use std::process::ExitCode;

use anyhow::{bail, Context, Result};

use manifold_core::filetree::{LocalDirFileTree, StaticAccessor};
use manifold_plugins::{default_registry, Engine, LanguageKey, ResolveRequest};

use crate::args::{Cli, Command, Target};
use crate::config;

mod doctor;
mod graph;
mod index;
mod languages;
mod resolve;
mod tools;
mod validate;

/// Repository id and version reported for local checkouts.
const LOCAL_REPOSITORY: &str = "local";
const LOCAL_VERSION: &str = "working-tree";

/// Exit code of a command whose descriptor is invalid.
const INVALID: u8 = 2;

pub fn dispatch(cli: Cli) -> Result<ExitCode> {
    match &cli.command {
        Command::Resolve { target, contents } => resolve::run(&cli, target, *contents),
        Command::Graph { target, cytoscape } => graph::run(&cli, target, *cytoscape),
        Command::Tools { target } => tools::run(&cli, target),
        Command::Validate { target, kind } => validate::run(&cli, target, *kind),
        Command::Index { target, kind } => index::run(&cli, target, *kind),
        Command::Languages => languages::run(),
        Command::Doctor => doctor::run(&cli),
    }
}

pub(crate) fn engine(cli: &Cli) -> Result<Engine> {
    let cfg = config::load(cli)?;
    let registry = default_registry()?;
    Ok(Engine::new(registry, cfg)?)
}

/// Accessor over the checkout plus the request for its root descriptor.
pub(crate) fn open(engine: &Engine, target: &Target) -> Result<(StaticAccessor<LocalDirFileTree>, ResolveRequest)> {
    if !target.dir.is_dir() {
        bail!("not a directory: {}", target.dir.display());
    }
    let language = match &target.language {
        Some(key) => key.clone(),
        None => infer_language(engine, &target.root)?,
    };
    let accessor = StaticAccessor::new(LocalDirFileTree::new(&target.dir));
    let req = ResolveRequest::new(LOCAL_REPOSITORY, LOCAL_VERSION, target.root.as_str(), language);
    Ok((accessor, req))
}

fn infer_language(engine: &Engine, root: &str) -> Result<LanguageKey> {
    engine
        .registry()
        .for_path(root)
        .map(|r| r.spec.key.clone())
        .with_context(|| format!("cannot infer the language of '{root}', pass --language"))
}

pub(crate) fn exit_for(valid: bool) -> ExitCode {
    if valid {
        ExitCode::SUCCESS
    } else {
        ExitCode::from(INVALID)
    }
}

┄┄┄┄┄┄

* About this task *
Set the entries down again, unchanged and complete.

* The completed task *
use std::process::ExitCode;

use anyhow::{bail, Context, Result};

use manifold_core::filetree::{LocalDirFileTree, StaticAccessor};
use manifold_plugins::{default_registry, Engine, LanguageKey, ResolveRequest};

use crate::args::{Cli, Command, Target};
use crate::config;

mod doctor;
mod graph;
mod index;
mod languages;
mod resolve;
mod tools;
mod validate;

/// Repository id and version reported for local checkouts.
const LOCAL_REPOSITORY: &str = "local";
const LOCAL_VERSION: &str = "working-tree";

/// Exit code of a command whose descriptor is invalid.
const INVALID: u8 = 2;

pub fn dispatch(cli: Cli) -> Result<ExitCode> {
    match &cli.command {
        Command::Resolve { target, contents } => resolve::run(&cli, target, *contents),
        Command::Graph { target, cytoscape } => graph::run(&cli, target, *cytoscape),
        Command::Tools { target } => tools::run(&cli, target),
        Command::Validate { target, kind } => validate::run(&cli, target, *kind),
        Command::Index { target, kind } => index::run(&cli, target, *kind),
        Command::Languages => languages::run(),
        Command::Doctor => doctor::run(&cli),
    }
}

pub(crate) fn engine(cli: &Cli) -> Result<Engine> {
    let cfg = config::load(cli)?;
    let registry = default_registry()?;
    Ok(Engine::new(registry, cfg)?)
}

/// Accessor over the checkout plus the request for its root descriptor.
pub(crate) fn open(engine: &Engine, target: &Target) -> Result<(StaticAccessor<LocalDirFileTree>, ResolveRequest)> {
    if !target.dir.is_dir() {
        bail!("not a directory: {}", target.dir.display());
    }
    let language = match &target.language {
        Some(key) => key.clone(),
        None => infer_language(engine, &target.root)?,
    };
    let accessor = StaticAccessor::new(LocalDirFileTree::new(&target.dir));
    let req = ResolveRequest::new(LOCAL_REPOSITORY, LOCAL_VERSION, target.root.as_str(), language);
    Ok((accessor, req))
}

fn infer_language(engine: &Engine, root: &str) -> Result<LanguageKey> {
    engine
        .registry()
        .for_path(root)
        .map(|r| r.spec.key.clone())
        .with_context(|| format!("cannot infer the language of '{root}', pass --language"))
}

pub(crate) fn exit_for(valid: bool) -> ExitCode {
    if valid {
        ExitCode::SUCCESS
    } else {
        ExitCode::from(INVALID)
    }
}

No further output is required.